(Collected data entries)
=== Section Start ===
//! 自定义作用域抽象
//!
//! 单例与原型由容器自身管理，其它作用域（例如请求、会话）通过 [`Scope`] 插入。

use async_trait::async_trait;
use futures::future::BoxFuture;
use infrastructure_common::{ComponentInstance, ComponentResult, DestructionCallback};

/// 作用域内的对象工厂，作用域缺少实例时调用它创建
pub type ScopedObjectFactory<'a> =
    Box<dyn FnOnce() -> BoxFuture<'a, ComponentResult<ComponentInstance>> + Send + 'a>;

/// 自定义作用域 trait
#[async_trait]
pub trait Scope: Send + Sync {
    /// 获取作用域内的实例，不存在时通过工厂创建并保存
    async fn get<'a>(
        &'a self,
        name: &'a str,
        factory: ScopedObjectFactory<'a>,
    ) -> ComponentResult<ComponentInstance>;

    /// 从作用域中移除实例
    fn remove(&self, name: &str) -> Option<ComponentInstance>;

    /// 注册实例离开作用域时的销毁回调
    fn register_destruction_callback(&self, name: &str, callback: DestructionCallback);

    /// 当前会话标识
    fn conversation_id(&self) -> Option<String> {
        None
    }
}
//! 组件工厂抽象接口
//!
//! 面向使用方的查找接口，父子容器之间也通过它委托

use crate::definition::ComponentDefinition;
use async_trait::async_trait;
use infrastructure_common::{ComponentInstance, ComponentResult, DefinitionResult, TypeInfo};
use std::sync::Arc;

/// 组件工厂 trait
#[async_trait]
pub trait ComponentFactory: Send + Sync {
    /// 按名称获取组件
    async fn get_component(&self, name: &str) -> ComponentResult<ComponentInstance>;

    /// 按类型获取唯一组件
    async fn get_component_by_type(&self, required_type: &TypeInfo) -> ComponentResult<ComponentInstance>;

    /// 是否包含组件（定义或单例）
    fn contains_component(&self, name: &str) -> bool;

    /// 是否为单例
    fn is_singleton(&self, name: &str) -> DefinitionResult<bool>;

    /// 是否为原型
    fn is_prototype(&self, name: &str) -> DefinitionResult<bool>;

    /// 组件类型，不触发创建
    fn type_of(&self, name: &str) -> Option<TypeInfo>;
}

/// 可枚举的组件工厂 trait
pub trait ListableComponentFactory: ComponentFactory {
    /// 所有定义名称
    fn definition_names(&self) -> Vec<String>;

    /// 类型匹配的组件名称，按注册顺序
    fn names_for_type(&self, type_info: &TypeInfo, include_non_singletons: bool) -> Vec<String>;

    /// 合并后的组件定义，手工注册的单例没有定义
    fn merged_definition(&self, name: &str) -> Option<Arc<ComponentDefinition>>;
}
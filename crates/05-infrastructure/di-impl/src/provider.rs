//! 延迟解析的组件提供者

use crate::container::FactoryInner;
use crate::context::ResolutionContext;
use di_abstractions::{DependencyDescriptor, DependencyShape};
use futures::future::{BoxFuture, FutureExt};
use infrastructure_common::{
    ComponentError, ComponentInstance, ComponentProvider, ComponentResult, DependencyError,
    InjectionValue, ProviderSource, TypeInfo,
};
use std::sync::{Arc, Weak};
use tracing::trace;

/// 回到容器重新解析的提供者数据源
///
/// 只持有容器的弱引用，容器释放后访问会得到 `ContainerClosed`。
/// 在组件创建过程中访问时沿用当前任务的调用链，否则开启新链。
struct FactoryProviderSource {
    inner: Weak<FactoryInner>,
    descriptor: DependencyDescriptor,
}

impl FactoryProviderSource {
    fn factory(&self) -> ComponentResult<Arc<FactoryInner>> {
        self.inner.upgrade().ok_or_else(|| {
            ComponentError::from(DependencyError::ContainerClosed {
                name: self.descriptor.required_type.short_name().to_string(),
            })
        })
    }

    async fn resolve(&self, shape: DependencyShape, required: bool) -> ComponentResult<InjectionValue> {
        let factory = self.factory()?;
        let descriptor = self
            .descriptor
            .clone()
            .with_shape(shape)
            .with_required(required);
        let ctx = ResolutionContext::current();
        trace!(
            "提供者解析 {} ({:?})",
            descriptor.required_type.short_name(),
            shape
        );
        factory.resolve_dependency_in(&descriptor, &ctx).await
    }
}

impl ProviderSource for FactoryProviderSource {
    fn required_type(&self) -> TypeInfo {
        self.descriptor.required_type
    }

    fn get(&self) -> BoxFuture<'_, ComponentResult<ComponentInstance>> {
        async move {
            let value = self.resolve(DependencyShape::Single, true).await?;
            value.into_instance().ok_or_else(|| {
                ComponentError::from(DependencyError::NoMatchingComponent {
                    type_name: self.descriptor.required_type.name.to_string(),
                    requested_by: self.descriptor.requesting_component.clone(),
                    injection_point: self.descriptor.injection_point(),
                })
            })
        }
        .boxed()
    }

    fn get_if_available(&self) -> BoxFuture<'_, ComponentResult<Option<ComponentInstance>>> {
        async move {
            let value = self.resolve(DependencyShape::Single, false).await?;
            Ok(value.into_instance())
        }
        .boxed()
    }

    fn get_if_unique(&self) -> BoxFuture<'_, ComponentResult<Option<ComponentInstance>>> {
        async move {
            match self.resolve(DependencyShape::Single, false).await {
                Ok(value) => Ok(value.into_instance()),
                Err(err) if matches!(err.dependency_error(), Some(DependencyError::NotUnique { .. })) => {
                    trace!("提供者找到多个候选: {}", err);
                    Ok(None)
                }
                Err(err) => Err(err),
            }
        }
        .boxed()
    }

    fn stream(&self, ordered: bool) -> BoxFuture<'_, ComponentResult<Vec<ComponentInstance>>> {
        async move {
            let shape = if ordered {
                DependencyShape::List
            } else {
                DependencyShape::Map
            };
            let instances = match self.resolve(shape, false).await? {
                InjectionValue::List(items) => items,
                InjectionValue::Map(entries) => entries.into_values().collect(),
                _ => Vec::new(),
            };
            Ok(instances)
        }
        .boxed()
    }
}

impl FactoryInner {
    /// 为依赖描述符创建提供者
    pub(crate) fn provider_for(&self, descriptor: DependencyDescriptor) -> ComponentProvider {
        ComponentProvider::new(Arc::new(FactoryProviderSource {
            inner: self.this.clone(),
            descriptor,
        }))
    }
}
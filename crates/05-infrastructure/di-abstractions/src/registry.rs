//! 组件注册表抽象接口

use crate::definition::ComponentDefinition;
use infrastructure_common::{ComponentInstance, ComponentResult, DefinitionResult, TypeInfo};
use std::sync::Arc;

/// 组件定义注册表 trait
///
/// 按名称保存组件定义，冻结之后不再接受修改。
pub trait ComponentDefinitionRegistry: Send + Sync {
    /// 注册组件定义，返回被覆盖的旧定义
    fn register_definition(
        &self,
        name: &str,
        definition: ComponentDefinition,
    ) -> DefinitionResult<Option<Arc<ComponentDefinition>>>;

    /// 移除组件定义
    fn remove_definition(&self, name: &str) -> DefinitionResult<Arc<ComponentDefinition>>;

    /// 获取组件定义
    fn get_definition(&self, name: &str) -> DefinitionResult<Arc<ComponentDefinition>>;

    /// 按声明类型获取唯一的组件定义
    fn get_definition_by_type(
        &self,
        type_info: &TypeInfo,
    ) -> DefinitionResult<(String, Arc<ComponentDefinition>)>;

    /// 是否包含组件定义
    fn contains_definition(&self, name: &str) -> bool;

    /// 按注册顺序返回所有定义名称
    fn definition_names(&self) -> Vec<String>;

    /// 定义数量
    fn definition_count(&self) -> usize;

    /// 冻结配置
    fn freeze(&self);

    /// 是否已冻结
    fn is_frozen(&self) -> bool;
}

/// 单例注册表 trait
pub trait SingletonComponentRegistry: Send + Sync {
    /// 注册一个已经完成的单例
    fn register_singleton(&self, name: &str, instance: ComponentInstance) -> ComponentResult<()>;

    /// 获取已完成的单例
    fn get_singleton(&self, name: &str) -> Option<ComponentInstance>;

    /// 是否包含已完成的单例
    fn contains_singleton(&self, name: &str) -> bool;

    /// 按注册顺序返回单例名称
    fn singleton_names(&self) -> Vec<String>;

    /// 单例数量
    fn singleton_count(&self) -> usize;
}
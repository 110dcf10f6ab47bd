//! 组件容器运行时

use crate::builder::ContainerBuilder;
use di_impl::DefaultComponentFactory;
use infrastructure_common::{ComponentInstance, InfrastructureError, TypeInfo};
use serde::{Deserialize, Serialize};
use std::sync::Arc;
use std::time::{Duration, Instant};
use tokio::sync::RwLock;
use tracing::{error, info, warn};

/// 组件容器运行时
///
/// 包装一个已完成注册的 [`DefaultComponentFactory`]，负责启动时预实例化单例、
/// 停止时按依赖顺序销毁单例，并记录运行状态。
pub struct ComponentContainer {
    /// 组件工厂
    factory: DefaultComponentFactory,
    /// 启动时是否预实例化单例
    eager_singletons: bool,
    /// 运行状态
    status: Arc<RwLock<ContainerStatus>>,
    /// 统计信息
    metrics: Arc<RwLock<ContainerMetrics>>,
}

impl ComponentContainer {
    /// 创建容器构建器
    pub fn builder() -> ContainerBuilder {
        ContainerBuilder::new()
    }

    pub(crate) fn new(factory: DefaultComponentFactory, eager_singletons: bool) -> Self {
        let metrics = ContainerMetrics {
            definition_count: factory.definition_count(),
            ..ContainerMetrics::default()
        };
        Self {
            factory,
            eager_singletons,
            status: Arc::new(RwLock::new(ContainerStatus::Initialized)),
            metrics: Arc::new(RwLock::new(metrics)),
        }
    }

    /// 启动容器
    ///
    /// 预实例化失败时已创建的单例会被销毁，状态置为 [`ContainerStatus::Failed`]。
    pub async fn start(&self) -> Result<(), InfrastructureError> {
        {
            let mut status = self.status.write().await;
            if *status == ContainerStatus::Running {
                warn!("容器已在运行");
                return Ok(());
            }
            *status = ContainerStatus::Starting;
        }
        info!("启动组件容器");

        if self.eager_singletons {
            if let Err(e) = self.factory.pre_instantiate_singletons().await {
                error!("单例预实例化失败: {}", e);
                self.factory.destroy_singletons().await;
                *self.status.write().await = ContainerStatus::Failed;
                return Err(e.into());
            }
        }

        {
            let mut metrics = self.metrics.write().await;
            metrics.started_at = Some(Instant::now());
            metrics.stopped_at = None;
            metrics.definition_count = self.factory.definition_count();
            metrics.singleton_count = self.factory.singleton_names().len();
        }
        *self.status.write().await = ContainerStatus::Running;

        info!("组件容器启动完成");
        Ok(())
    }

    /// 停止容器并销毁全部单例
    pub async fn stop(&self) -> Result<(), InfrastructureError> {
        info!("停止组件容器");
        *self.status.write().await = ContainerStatus::Stopping;

        self.factory.destroy_singletons().await;

        {
            let mut metrics = self.metrics.write().await;
            metrics.stopped_at = Some(Instant::now());
            metrics.singleton_count = 0;
        }
        *self.status.write().await = ContainerStatus::Stopped;

        info!("组件容器停止完成");
        Ok(())
    }

    /// 按名称获取组件
    pub async fn get_named(&self, name: &str) -> Result<ComponentInstance, InfrastructureError> {
        self.ensure_usable().await?;
        Ok(self.factory.get_named(name).await?)
    }

    /// 按类型获取唯一组件
    pub async fn resolve<T>(&self) -> Result<Arc<T>, InfrastructureError>
    where
        T: ?Sized + Send + Sync + 'static,
    {
        self.ensure_usable().await?;
        Ok(self.factory.get_typed::<T>().await?)
    }

    /// 获取某类型的全部组件，按注册顺序
    pub async fn resolve_all<T>(&self) -> Result<Vec<Arc<T>>, InfrastructureError>
    where
        T: ?Sized + Send + Sync + 'static,
    {
        self.ensure_usable().await?;
        let instances = self.factory.get_all_of_type(&TypeInfo::of::<T>()).await?;
        Ok(instances
            .into_values()
            .filter_map(|instance| instance.cast::<T>())
            .collect())
    }

    /// 检查组件名称是否已注册
    pub fn is_component_registered(&self, name: &str) -> bool {
        self.factory.contains_component(name)
    }

    /// 获取运行状态
    pub async fn get_status(&self) -> ContainerStatus {
        *self.status.read().await
    }

    /// 获取统计信息
    pub async fn get_metrics(&self) -> ContainerMetrics {
        self.metrics.read().await.clone()
    }

    /// 获取组件工厂引用
    pub fn factory(&self) -> &DefaultComponentFactory {
        &self.factory
    }

    async fn ensure_usable(&self) -> Result<(), InfrastructureError> {
        match *self.status.read().await {
            ContainerStatus::Stopping | ContainerStatus::Stopped | ContainerStatus::Failed => {
                Err(InfrastructureError::BootstrapFailed {
                    message: "组件容器未处于可用状态".to_string(),
                })
            }
            _ => Ok(()),
        }
    }
}

/// 容器运行状态
#[derive(Debug, Clone, Copy, PartialEq, Eq, Serialize, Deserialize)]
pub enum ContainerStatus {
    /// 已初始化
    Initialized,
    /// 启动中
    Starting,
    /// 运行中
    Running,
    /// 停止中
    Stopping,
    /// 已停止
    Stopped,
    /// 失败
    Failed,
}

/// 容器统计信息
#[derive(Debug, Clone, Default)]
pub struct ContainerMetrics {
    /// 启动时间
    pub started_at: Option<Instant>,
    /// 停止时间
    pub stopped_at: Option<Instant>,
    /// 定义数量
    pub definition_count: usize,
    /// 启动完成时的单例数量
    pub singleton_count: usize,
}

impl ContainerMetrics {
    /// 计算运行时间
    pub fn uptime(&self) -> Option<Duration> {
        match (self.started_at, self.stopped_at) {
            (Some(start), Some(stop)) => Some(stop.duration_since(start)),
            (Some(start), None) => Some(start.elapsed()),
            _ => None,
        }
    }
}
=== Section End ===
INSTRUCTIONS FOR THE TASK:
Take the lines above from the one containing "fn type_of(&self, name: &str)" to the one containing "fn factory(&self) -> ComponentResult<Arc<FactoryInner>>" and retype them exactly, both ends included, with nothing added.

ANSWER BELOW:
    fn type_of(&self, name: &str) -> Option<TypeInfo>;
}

/// 可枚举的组件工厂 trait
pub trait ListableComponentFactory: ComponentFactory {
    /// 所有定义名称
    fn definition_names(&self) -> Vec<String>;

    /// 类型匹配的组件名称，按注册顺序
    fn names_for_type(&self, type_info: &TypeInfo, include_non_singletons: bool) -> Vec<String>;

    /// 合并后的组件定义，手工注册的单例没有定义
    fn merged_definition(&self, name: &str) -> Option<Arc<ComponentDefinition>>;
}
filename crates/05-infrastructure/di-impl/src/provider.rs
//! 延迟解析的组件提供者

use crate::container::FactoryInner;
use crate::context::ResolutionContext;
use di_abstractions::{DependencyDescriptor, DependencyShape};
use futures::future::{BoxFuture, FutureExt};
use infrastructure_common::{
    ComponentError, ComponentInstance, ComponentProvider, ComponentResult, DependencyError,
    InjectionValue, ProviderSource, TypeInfo,
};
use std::sync::{Arc, Weak};
use tracing::trace;

/// 回到容器重新解析的提供者数据源
///
/// 只持有容器的弱引用，容器释放后访问会得到 `ContainerClosed`。
/// 在组件创建过程中访问时沿用当前任务的调用链，否则开启新链。
struct FactoryProviderSource {
    inner: Weak<FactoryInner>,
    descriptor: DependencyDescriptor,
}

impl FactoryProviderSource {
    fn factory(&self) -> ComponentResult<Arc<FactoryInner>> {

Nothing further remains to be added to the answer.